By John Ikani
Burkina Faso’s interim leader, Captain Ibrahim Traore, has said he was the target of a coup attempt that was crushed last week.
Rumours of a coup circulated on social media networks last weekend.
On Monday, hundreds of people presenting themselves as Traoré supporters gathered in the capital to denounce an attempt to destabilise the regime.
In a meeting with civil society organisations on Thursday, Captain Traoré confirmed the coup attempt and said that he knew who was behind it, but was not going to make any arrests as he “prefers dialogue and the situation is under control.
“Thanks to the vigilance of [my] men and the watchfulness of citizens, the enemy has been routed,” a participant at the meeting quoted Traoré as saying.

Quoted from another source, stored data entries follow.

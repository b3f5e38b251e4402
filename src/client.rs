use crate::config::ServerConfig;
use crate::credential::Credential;
use crate::error::{ServerError, ServerResult};
use crate::hooks::HookChain;
use crate::lifecycle::Lifecycle;
use crate::pump::Token;
use crate::server::Server;
use bytes::{Buf, BytesMut};
use std::io::{self, Read, Write};
use std::net::{Shutdown, SocketAddr, TcpStream};

#[cfg(unix)]
use std::os::unix::io::{AsRawFd, RawFd};
#[cfg(not(unix))]
type RawFd = i32;

/// Stable identifier for one accepted connection. Doubles as the pump token
/// for the connection's socket.
#[derive(Debug, Clone, Copy, PartialEq, Eq, PartialOrd, Ord, Hash)]
pub struct ClientId(pub(crate) u64);

impl ClientId {
    pub fn as_u64(&self) -> u64 {
        self.0
    }

    pub(crate) fn as_token(&self) -> Token {
        self.0
    }
}

impl std::fmt::Display for ClientId {
    fn fmt(&self, f: &mut std::fmt::Formatter<'_>) -> std::fmt::Result {
        write!(f, "client-{}", self.0)
    }
}

/// Observer invoked when a connection's stream reports closed
pub type CloseHook = Box<dyn FnMut(&mut Server, ClientId)>;

/// What the stream reported after a drain
#[derive(Debug, Clone, Copy, PartialEq, Eq)]
pub(crate) enum StreamEvent {
    Open,
    Closed,
}

/// One accepted peer: the underlying byte stream, an optional TLS session
/// over it, and the liveness accounting that makes it safe to hand the
/// object to user callbacks that may synchronously close it.
pub(crate) struct Client {
    // Dropped before the socket so close_notify state is torn down first.
    tls: Option<rustls::ServerConnection>,
    socket: TcpStream,
    valid: bool,
    peer_addr: SocketAddr,
    id: ClientId,
    pub(crate) lifecycle: Lifecycle,
    pub(crate) close_chain: HookChain<CloseHook>,
    pub(crate) membership: bool,
    pub(crate) connect_handler_invoked: bool,
    pub(crate) close_dispatched: bool,
    pub(crate) armed: bool,
    read_chunk: Vec<u8>,
    pending_out: BytesMut,
}

impl Client {
    /// Construct from a freshly accepted socket. The TLS session is created
    /// here iff a credential is loaded, and never later.
    pub(crate) fn new(
        socket: socket2::Socket,
        peer_addr: SocketAddr,
        id: ClientId,
        credential: Option<&Credential>,
        config: &ServerConfig,
    ) -> ServerResult<Self> {
        let stream: TcpStream = socket.into();
        stream.set_nonblocking(true)?;
        stream.set_nodelay(config.nodelay)?;

        let tls = match credential {
            Some(credential) => Some(credential.new_session()?),
            None => None,
        };

        let mut client = Self {
            tls,
            socket: stream,
            valid: true,
            peer_addr,
            id,
            lifecycle: Lifecycle::new(),
            close_chain: HookChain::new(),
            membership: false,
            connect_handler_invoked: false,
            close_dispatched: false,
            armed: false,
            read_chunk: vec![0; config.read_buffer_size],
            pending_out: BytesMut::new(),
        };

        // The lifecycle's own close handling must run after every observer
        // the connection accumulates, so the finalizer slot is claimed at
        // construction time.
        client
            .close_chain
            .set_finalizer(Box::new(|server, id| server.finalize_close(id)));

        Ok(client)
    }

    pub(crate) fn peer_addr(&self) -> SocketAddr {
        self.peer_addr
    }

    pub(crate) fn is_valid(&self) -> bool {
        self.valid
    }

    #[cfg(unix)]
    pub(crate) fn raw_fd(&self) -> RawFd {
        self.socket.as_raw_fd()
    }

    #[cfg(not(unix))]
    pub(crate) fn raw_fd(&self) -> RawFd {
        -1
    }

    /// Drain the socket until it would block, appending plaintext to `out`.
    /// Read errors surface as an unexpected close.
    pub(crate) fn pull(&mut self, out: &mut Vec<u8>) -> StreamEvent {
        if !self.valid {
            return StreamEvent::Closed;
        }

        // Flush anything parked from an earlier partial write first.
        self.flush();

        if self.tls.is_some() {
            self.pull_tls(out)
        } else {
            self.pull_plain(out)
        }
    }

    fn pull_plain(&mut self, out: &mut Vec<u8>) -> StreamEvent {
        loop {
            match self.socket.read(&mut self.read_chunk) {
                Ok(0) => return StreamEvent::Closed,
                Ok(n) => out.extend_from_slice(&self.read_chunk[..n]),
                Err(ref e) if e.kind() == io::ErrorKind::WouldBlock => return StreamEvent::Open,
                Err(ref e) if e.kind() == io::ErrorKind::Interrupted => continue,
                Err(e) => {
                    log::debug!("{}: read error, treating as close: {}", self.id, e);
                    return StreamEvent::Closed;
                }
            }
        }
    }

    fn pull_tls(&mut self, out: &mut Vec<u8>) -> StreamEvent {
        let tls = self.tls.as_mut().expect("tls session present");

        loop {
            match tls.read_tls(&mut self.socket) {
                Ok(0) => return StreamEvent::Closed,
                Ok(_) => {
                    let state = match tls.process_new_packets() {
                        Ok(state) => state,
                        Err(e) => {
                            log::debug!("{}: TLS error, closing: {}", self.id, e);
                            // Best effort: let the alert reach the peer.
                            let _ = tls.write_tls(&mut self.socket);
                            return StreamEvent::Closed;
                        }
                    };

                    // Handshake responses and queued records
                    while tls.wants_write() {
                        match tls.write_tls(&mut self.socket) {
                            Ok(_) => {}
                            Err(ref e) if e.kind() == io::ErrorKind::WouldBlock => break,
                            Err(e) => {
                                log::debug!("{}: TLS write error, closing: {}", self.id, e);
                                return StreamEvent::Closed;
                            }
                        }
                    }

                    let plaintext = state.plaintext_bytes_to_read();
                    if plaintext > 0 {
                        let start = out.len();
                        out.resize(start + plaintext, 0);
                        if tls.reader().read_exact(&mut out[start..]).is_err() {
                            out.truncate(start);
                            return StreamEvent::Closed;
                        }
                    }

                    if state.peer_has_closed() {
                        return StreamEvent::Closed;
                    }
                }
                Err(ref e) if e.kind() == io::ErrorKind::WouldBlock => return StreamEvent::Open,
                Err(ref e) if e.kind() == io::ErrorKind::Interrupted => continue,
                Err(e) => {
                    log::debug!("{}: read error, treating as close: {}", self.id, e);
                    return StreamEvent::Closed;
                }
            }
        }
    }

    /// Queue bytes for the peer; partial writes are parked and flushed
    /// opportunistically on later stream activity.
    pub(crate) fn write(&mut self, data: &[u8]) -> ServerResult<()> {
        if !self.valid {
            return Err(ServerError::Lifecycle(format!(
                "{}: write on a closed connection",
                self.id
            )));
        }

        match self.tls.as_mut() {
            Some(tls) => {
                tls.writer().write_all(data)?;
            }
            None => {
                self.pending_out.extend_from_slice(data);
            }
        }

        self.flush();
        Ok(())
    }

    /// Push parked output toward the socket without blocking
    pub(crate) fn flush(&mut self) {
        if !self.valid {
            return;
        }

        if let Some(tls) = self.tls.as_mut() {
            while tls.wants_write() {
                match tls.write_tls(&mut self.socket) {
                    Ok(_) => {}
                    Err(ref e) if e.kind() == io::ErrorKind::WouldBlock => break,
                    Err(_) => break,
                }
            }
            return;
        }

        while !self.pending_out.is_empty() {
            match self.socket.write(&self.pending_out) {
                Ok(0) => break,
                Ok(n) => self.pending_out.advance(n),
                Err(ref e) if e.kind() == io::ErrorKind::WouldBlock => break,
                Err(ref e) if e.kind() == io::ErrorKind::Interrupted => continue,
                Err(_) => break,
            }
        }
    }

    /// Shut the transport down both ways. The object stays valid until
    /// terminated so close observers can still inspect it.
    pub(crate) fn shutdown_transport(&mut self) {
        if let Some(tls) = self.tls.as_mut() {
            tls.send_close_notify();
            let _ = tls.write_tls(&mut self.socket);
        }
        let _ = self.socket.shutdown(Shutdown::Both);
    }

    /// Mark the socket handle unusable. First step of termination; no
    /// further I/O can be issued afterwards.
    pub(crate) fn invalidate(&mut self) {
        self.valid = false;
        let _ = self.socket.shutdown(Shutdown::Both);
    }
}
use crate::error::{ServerError, ServerResult};
use rustls::pki_types::{CertificateDer, PrivateKeyDer};
use std::fs;
use std::path::Path;
use std::sync::Arc;

/// Recognized credential-store locations.
///
/// The store is a directory tree with one subdirectory per location, each
/// holding `<subject>.pem` files (certificate chain plus private key). An
/// unrecognized location name is a setup error, not a lookup miss.
#[derive(Debug, Clone, Copy, PartialEq, Eq)]
pub enum StoreLocation {
    CurrentService,
    CurrentUser,
    CurrentUserGroupPolicy,
    LocalMachine,
    LocalMachineEnterprise,
    LocalMachineGroupPolicy,
    Services,
    Users,
}

impl StoreLocation {
    /// Parse a location name; empty defaults to `CurrentUser`
    pub fn parse(location: &str) -> ServerResult<Self> {
        if location.is_empty() {
            return Ok(StoreLocation::CurrentUser);
        }

        match location.to_ascii_lowercase().as_str() {
            "currentservice" => Ok(StoreLocation::CurrentService),
            "currentuser" => Ok(StoreLocation::CurrentUser),
            "currentusergrouppolicy" => Ok(StoreLocation::CurrentUserGroupPolicy),
            "localmachine" => Ok(StoreLocation::LocalMachine),
            "localmachineenterprise" => Ok(StoreLocation::LocalMachineEnterprise),
            "localmachinegrouppolicy" => Ok(StoreLocation::LocalMachineGroupPolicy),
            "services" => Ok(StoreLocation::Services),
            "users" => Ok(StoreLocation::Users),
            _ => Err(ServerError::Credential(format!(
                "unknown certificate location: {}",
                location
            ))),
        }
    }

    /// Directory name inside the store root
    pub fn store_dir(&self) -> &'static str {
        match self {
            StoreLocation::CurrentService => "current-service",
            StoreLocation::CurrentUser => "current-user",
            StoreLocation::CurrentUserGroupPolicy => "current-user-group-policy",
            StoreLocation::LocalMachine => "local-machine",
            StoreLocation::LocalMachineEnterprise => "local-machine-enterprise",
            StoreLocation::LocalMachineGroupPolicy => "local-machine-group-policy",
            StoreLocation::Services => "services",
            StoreLocation::Users => "users",
        }
    }
}

/// Opaque TLS server credential, ready for handshake use.
///
/// Cheap to clone; every connection accepted while the credential is loaded
/// shares the same underlying key material read-only.
#[derive(Clone)]
pub struct Credential {
    config: Arc<rustls::ServerConfig>,
}

impl Credential {
    /// Load a credential from a combined PEM file (certificate chain
    /// followed by the private key). The subject is an advisory label.
    pub fn from_pem_file<P: AsRef<Path>>(path: P, subject: &str) -> ServerResult<Self> {
        let path = path.as_ref();

        if !path.exists() {
            return Err(ServerError::Credential(format!(
                "file not found: {}",
                path.display()
            )));
        }

        log::debug!(
            "loading credential for {:?} from {}",
            subject,
            path.display()
        );

        let data = fs::read(path)?;
        Self::from_pem_bytes(&data, path)
    }

    /// Look up `<store>/<location>/<subject>.pem` and load it
    pub fn from_store<P: AsRef<Path>>(
        store: P,
        subject: &str,
        location: &str,
    ) -> ServerResult<Self> {
        if subject.is_empty() {
            return Err(ServerError::Credential("empty certificate subject".to_string()));
        }

        let location = StoreLocation::parse(location)?;
        let path = store
            .as_ref()
            .join(location.store_dir())
            .join(format!("{}.pem", subject));

        if !path.exists() {
            return Err(ServerError::Credential(format!(
                "certificate not found in store: {}",
                path.display()
            )));
        }

        let data = fs::read(&path)?;
        Self::from_pem_bytes(&data, &path)
    }

    fn from_pem_bytes(data: &[u8], origin: &Path) -> ServerResult<Self> {
        crate::init();

        let certs: Vec<CertificateDer<'static>> = rustls_pemfile::certs(&mut &data[..])
            .collect::<Result<Vec<_>, _>>()
            .map_err(|e| {
                ServerError::Credential(format!(
                    "unreadable certificate in {}: {}",
                    origin.display(),
                    e
                ))
            })?;

        if certs.is_empty() {
            return Err(ServerError::Credential(format!(
                "no certificates found in {}",
                origin.display()
            )));
        }

        let key: PrivateKeyDer<'static> = rustls_pemfile::private_key(&mut &data[..])
            .map_err(|e| {
                ServerError::Credential(format!(
                    "unreadable private key in {}: {}",
                    origin.display(),
                    e
                ))
            })?
            .ok_or_else(|| {
                ServerError::Credential(format!("no private key found in {}", origin.display()))
            })?;

        let config = rustls::ServerConfig::builder()
            .with_no_client_auth()
            .with_single_cert(certs, key)?;

        Ok(Self {
            config: Arc::new(config),
        })
    }

    /// Start a server-side TLS session backed by this credential
    pub fn new_session(&self) -> ServerResult<rustls::ServerConnection> {
        let session = rustls::ServerConnection::new(Arc::clone(&self.config))?;
        Ok(session)
    }
}

impl std::fmt::Debug for Credential {
    fn fmt(&self, f: &mut std::fmt::Formatter<'_>) -> std::fmt::Result {
        f.debug_struct("Credential").finish_non_exhaustive()
    }
}
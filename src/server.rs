use crate::accept::{AcceptEngine, AcceptOutcome};
use crate::client::{Client, ClientId, CloseHook, StreamEvent};
use crate::config::ServerConfig;
use crate::credential::Credential;
use crate::error::{ServerError, ServerResult};
use crate::filter::Filter;
use crate::pump::{Pump, Token};
use std::any::Any;
use std::cell::RefCell;
use std::collections::BTreeMap;
use std::net::SocketAddr;
use std::ops::Bound::{Excluded, Unbounded};
use std::path::Path;
use std::rc::Rc;

const LISTENER_TOKEN: Token = 0;

pub type ConnectHandler = Box<dyn FnMut(&mut Server, ClientId)>;
pub type DisconnectHandler = Box<dyn FnMut(&mut Server, ClientId)>;
pub type DataHandler = Box<dyn FnMut(&mut Server, ClientId, &[u8])>;
pub type ErrorHandler = Box<dyn FnMut(&mut Server, &ServerError)>;

type Slot<H> = Option<Rc<RefCell<H>>>;

/// Callback-driven TCP server.
///
/// Owns the listening socket, the live-connection collection, the registered
/// event handlers and the optional TLS credential. All handlers run
/// synchronously on the thread that calls `tick`; handler code must not
/// block. A handler is free to close the very connection it was handed —
/// the lifecycle accounting defers destruction until the engine is done
/// with the object.
pub struct Server {
    pump: Pump,
    engine: AcceptEngine,
    config: ServerConfig,
    clients: BTreeMap<ClientId, Client>,
    next_id: u64,
    credential: Option<Credential>,
    connect_handler: Slot<ConnectHandler>,
    disconnect_handler: Slot<DisconnectHandler>,
    data_handler: Slot<DataHandler>,
    error_handler: Slot<ErrorHandler>,
    tag: Option<Box<dyn Any>>,
}
//! `pixelmill apply`: one filter, one image.

use std::path::PathBuf;

use anyhow::Result;
use clap::Args;

use crate::cli::Output;
use crate::cli::commands::{FilterArg, resolve_filter};
use crate::config::PixelmillConfig;
use crate::engine::FilterEngine;
use crate::image::{FileLoader, ImageLoader};
use crate::storage::{self, CounterNamer, PersistenceNamer};

#[derive(Debug, Args)]
pub struct ApplyArgs {
    /// Image file to process
    #[arg(value_name = "IMAGE")]
    pub image: PathBuf,

    /// Filter to apply
    #[arg(short, long, value_enum)]
    pub filter: FilterArg,

    /// Brightness multiplier (only meaningful with --filter brightness)
    #[arg(long)]
    pub factor: Option<f32>,

    /// Explicit output path (default: unique name in the output directory)
    #[arg(short, long)]
    pub output: Option<PathBuf>,
}

pub fn execute(args: ApplyArgs, config: &PixelmillConfig, out: &Output) -> Result<()> {
    let filter = resolve_filter(args.filter, args.factor, config);
    filter.validate()?;

    out.step(&format!(
        "Applying {} to {}",
        filter.name(),
        args.image.display()
    ));
    let image = FileLoader.load(&args.image)?;

    let engine = FilterEngine::new(config.pipeline.workers);
    let receiver = engine.submit_single(args.image.clone(), image, filter)?;
    let done = receiver.recv()?;
    let processed = done.result?;

    let target = match args.output {
        Some(path) => path,
        None => {
            let desired = config
                .resolved_output_dir()
                .join(storage::processed_name(&args.image, &config.output.suffix));
            CounterNamer.unique_name(&desired)
        }
    };
    storage::save_image(&processed, &target)?;
    out.success(&format!("Saved {}", target.display()));
    Ok(())
}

He asked participants to “be vigilant and to set up watchdog cells in neighbourhoods, because it is civil society that must ensure the smooth running of the transition.”
Capt Traoré took power in Burkina Faso on 30 September through a coup by ousting his predecessor, Lieutenant Colonel Paul-Henri Damiba, who himself had seized power through a coup.
One of the world’s poorest countries, Burkina Faso is also struggling with a seven-year armed uprising that swept in from neighbouring Mali. Thousands of people have died, hundreds of thousands are displaced, and more than a third of the country lies outside the government’s control.